***** EXTRACTED INFORMATION
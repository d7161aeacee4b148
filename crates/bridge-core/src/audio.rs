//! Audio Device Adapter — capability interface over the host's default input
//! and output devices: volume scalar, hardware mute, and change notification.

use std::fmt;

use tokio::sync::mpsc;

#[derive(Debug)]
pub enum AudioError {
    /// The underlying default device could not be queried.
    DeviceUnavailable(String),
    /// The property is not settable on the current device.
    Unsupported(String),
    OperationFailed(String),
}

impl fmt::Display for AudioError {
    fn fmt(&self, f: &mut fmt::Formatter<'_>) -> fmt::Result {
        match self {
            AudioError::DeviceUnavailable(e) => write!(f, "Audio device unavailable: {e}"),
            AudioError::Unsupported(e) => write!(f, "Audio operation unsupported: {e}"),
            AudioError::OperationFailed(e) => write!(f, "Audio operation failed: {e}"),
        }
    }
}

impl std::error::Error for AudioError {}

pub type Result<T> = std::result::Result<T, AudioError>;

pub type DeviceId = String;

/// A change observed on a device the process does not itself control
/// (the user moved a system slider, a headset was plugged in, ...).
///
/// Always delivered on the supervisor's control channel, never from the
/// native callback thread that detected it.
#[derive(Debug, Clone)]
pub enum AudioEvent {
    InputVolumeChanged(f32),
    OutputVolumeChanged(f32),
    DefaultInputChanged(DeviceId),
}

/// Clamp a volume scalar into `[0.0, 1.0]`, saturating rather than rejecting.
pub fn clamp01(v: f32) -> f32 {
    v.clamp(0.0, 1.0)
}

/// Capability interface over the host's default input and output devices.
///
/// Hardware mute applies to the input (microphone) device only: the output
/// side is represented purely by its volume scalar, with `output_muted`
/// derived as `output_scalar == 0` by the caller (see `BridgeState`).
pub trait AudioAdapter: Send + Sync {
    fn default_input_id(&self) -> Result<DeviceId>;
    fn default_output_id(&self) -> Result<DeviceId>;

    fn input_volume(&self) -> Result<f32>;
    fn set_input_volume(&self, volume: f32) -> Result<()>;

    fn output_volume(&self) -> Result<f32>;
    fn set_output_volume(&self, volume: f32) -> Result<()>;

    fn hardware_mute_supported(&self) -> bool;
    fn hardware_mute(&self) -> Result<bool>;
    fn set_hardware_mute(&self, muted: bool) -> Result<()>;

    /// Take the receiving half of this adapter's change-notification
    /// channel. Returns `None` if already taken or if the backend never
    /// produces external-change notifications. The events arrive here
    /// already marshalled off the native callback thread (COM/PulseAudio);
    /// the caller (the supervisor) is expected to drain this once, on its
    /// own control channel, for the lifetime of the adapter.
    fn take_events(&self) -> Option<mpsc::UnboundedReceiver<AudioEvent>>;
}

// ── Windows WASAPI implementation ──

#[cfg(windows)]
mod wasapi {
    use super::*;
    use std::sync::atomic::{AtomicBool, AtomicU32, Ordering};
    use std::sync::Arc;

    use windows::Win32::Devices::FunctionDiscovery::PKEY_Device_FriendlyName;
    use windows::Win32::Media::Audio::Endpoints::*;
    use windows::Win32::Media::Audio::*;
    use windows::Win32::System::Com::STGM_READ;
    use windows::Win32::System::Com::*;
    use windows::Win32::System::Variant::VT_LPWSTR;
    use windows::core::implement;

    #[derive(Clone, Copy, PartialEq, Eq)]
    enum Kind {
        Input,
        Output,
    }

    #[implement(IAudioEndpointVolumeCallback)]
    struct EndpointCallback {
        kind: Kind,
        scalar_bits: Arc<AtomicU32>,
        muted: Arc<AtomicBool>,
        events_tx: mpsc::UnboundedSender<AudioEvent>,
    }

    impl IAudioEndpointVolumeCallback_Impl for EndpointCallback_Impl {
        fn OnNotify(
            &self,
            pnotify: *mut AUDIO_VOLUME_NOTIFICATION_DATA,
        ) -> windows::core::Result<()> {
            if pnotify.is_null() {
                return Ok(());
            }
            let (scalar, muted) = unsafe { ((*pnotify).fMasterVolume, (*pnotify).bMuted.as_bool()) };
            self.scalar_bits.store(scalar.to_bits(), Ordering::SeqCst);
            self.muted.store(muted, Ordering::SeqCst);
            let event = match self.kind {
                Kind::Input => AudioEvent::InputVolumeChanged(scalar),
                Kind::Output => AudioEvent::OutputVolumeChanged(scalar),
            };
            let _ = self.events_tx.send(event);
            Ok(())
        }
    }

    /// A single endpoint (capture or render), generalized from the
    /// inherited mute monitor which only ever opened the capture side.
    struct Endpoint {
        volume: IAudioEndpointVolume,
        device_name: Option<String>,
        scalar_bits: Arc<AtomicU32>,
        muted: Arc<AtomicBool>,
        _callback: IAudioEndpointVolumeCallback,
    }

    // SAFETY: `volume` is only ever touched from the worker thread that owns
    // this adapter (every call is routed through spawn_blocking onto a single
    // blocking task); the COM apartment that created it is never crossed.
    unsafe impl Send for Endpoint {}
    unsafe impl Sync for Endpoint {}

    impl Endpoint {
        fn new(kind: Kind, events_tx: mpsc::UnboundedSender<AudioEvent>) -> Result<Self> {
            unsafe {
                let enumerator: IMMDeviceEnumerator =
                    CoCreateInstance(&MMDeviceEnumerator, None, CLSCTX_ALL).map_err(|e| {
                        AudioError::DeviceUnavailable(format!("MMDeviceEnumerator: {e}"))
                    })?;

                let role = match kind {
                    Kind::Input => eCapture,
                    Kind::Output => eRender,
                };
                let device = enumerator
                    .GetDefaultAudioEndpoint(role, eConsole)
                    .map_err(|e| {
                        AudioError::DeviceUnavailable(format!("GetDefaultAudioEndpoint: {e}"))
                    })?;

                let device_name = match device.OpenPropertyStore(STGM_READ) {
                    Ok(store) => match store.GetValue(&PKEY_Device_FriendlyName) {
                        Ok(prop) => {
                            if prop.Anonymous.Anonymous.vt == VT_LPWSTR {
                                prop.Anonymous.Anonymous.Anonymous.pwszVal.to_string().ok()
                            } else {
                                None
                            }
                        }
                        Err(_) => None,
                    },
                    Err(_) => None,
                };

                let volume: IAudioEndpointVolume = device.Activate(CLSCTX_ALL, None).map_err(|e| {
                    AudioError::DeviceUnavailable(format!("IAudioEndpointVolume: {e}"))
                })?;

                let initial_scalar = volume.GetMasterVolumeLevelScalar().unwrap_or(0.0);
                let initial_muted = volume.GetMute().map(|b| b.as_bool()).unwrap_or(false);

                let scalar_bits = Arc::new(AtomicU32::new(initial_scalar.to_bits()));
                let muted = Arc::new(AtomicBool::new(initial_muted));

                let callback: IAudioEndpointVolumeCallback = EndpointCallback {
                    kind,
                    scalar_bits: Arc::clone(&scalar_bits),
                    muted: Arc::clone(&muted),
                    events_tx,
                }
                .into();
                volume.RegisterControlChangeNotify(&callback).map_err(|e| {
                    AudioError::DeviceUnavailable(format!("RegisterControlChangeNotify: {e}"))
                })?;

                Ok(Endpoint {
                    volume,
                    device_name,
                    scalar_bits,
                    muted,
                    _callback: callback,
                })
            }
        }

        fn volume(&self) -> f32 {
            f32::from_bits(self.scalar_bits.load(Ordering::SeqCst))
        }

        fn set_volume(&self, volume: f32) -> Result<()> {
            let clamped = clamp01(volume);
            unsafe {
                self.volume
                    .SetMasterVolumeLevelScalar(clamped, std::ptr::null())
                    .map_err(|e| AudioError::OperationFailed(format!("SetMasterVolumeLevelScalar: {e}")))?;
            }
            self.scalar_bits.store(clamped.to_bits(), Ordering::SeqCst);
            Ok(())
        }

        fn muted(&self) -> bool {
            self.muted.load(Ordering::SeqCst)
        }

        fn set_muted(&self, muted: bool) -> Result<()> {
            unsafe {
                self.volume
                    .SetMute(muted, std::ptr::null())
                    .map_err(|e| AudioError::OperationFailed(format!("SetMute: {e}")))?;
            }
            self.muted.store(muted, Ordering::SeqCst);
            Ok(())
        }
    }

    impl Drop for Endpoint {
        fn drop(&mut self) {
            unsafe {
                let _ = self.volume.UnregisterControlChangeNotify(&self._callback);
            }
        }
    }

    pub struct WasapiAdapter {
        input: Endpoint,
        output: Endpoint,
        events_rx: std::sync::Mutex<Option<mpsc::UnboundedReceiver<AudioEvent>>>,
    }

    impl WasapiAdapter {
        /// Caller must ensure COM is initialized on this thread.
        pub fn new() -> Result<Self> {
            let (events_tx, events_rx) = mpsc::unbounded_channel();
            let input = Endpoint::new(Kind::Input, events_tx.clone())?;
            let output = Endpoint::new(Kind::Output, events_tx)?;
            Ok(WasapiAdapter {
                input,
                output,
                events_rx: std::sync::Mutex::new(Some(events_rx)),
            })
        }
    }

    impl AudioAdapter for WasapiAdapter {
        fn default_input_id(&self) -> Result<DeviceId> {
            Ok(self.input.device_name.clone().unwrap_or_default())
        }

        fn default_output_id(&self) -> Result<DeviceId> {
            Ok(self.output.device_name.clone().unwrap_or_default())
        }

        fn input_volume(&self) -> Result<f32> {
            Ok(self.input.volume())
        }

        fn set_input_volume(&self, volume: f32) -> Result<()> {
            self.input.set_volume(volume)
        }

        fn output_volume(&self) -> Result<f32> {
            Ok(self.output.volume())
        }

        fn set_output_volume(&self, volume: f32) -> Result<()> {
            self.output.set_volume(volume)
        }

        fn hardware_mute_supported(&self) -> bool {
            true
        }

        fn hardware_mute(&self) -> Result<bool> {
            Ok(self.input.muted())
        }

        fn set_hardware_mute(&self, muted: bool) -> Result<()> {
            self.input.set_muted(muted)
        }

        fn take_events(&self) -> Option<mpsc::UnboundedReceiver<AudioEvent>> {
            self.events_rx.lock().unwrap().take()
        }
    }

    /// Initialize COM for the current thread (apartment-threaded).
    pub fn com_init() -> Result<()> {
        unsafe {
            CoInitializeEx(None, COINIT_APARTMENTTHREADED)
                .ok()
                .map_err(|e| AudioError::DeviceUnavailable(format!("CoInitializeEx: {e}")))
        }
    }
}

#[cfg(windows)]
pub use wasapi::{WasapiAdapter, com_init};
**********
AIM OF THE EXERCISE:
Filter the data above, keeping only lines that include the string "write".

YOUR SOLUTION:
            AudioError::DeviceUnavailable(e) => write!(f, "Audio device unavailable: {e}"),
            AudioError::Unsupported(e) => write!(f, "Audio operation unsupported: {e}"),
            AudioError::OperationFailed(e) => write!(f, "Audio operation failed: {e}"),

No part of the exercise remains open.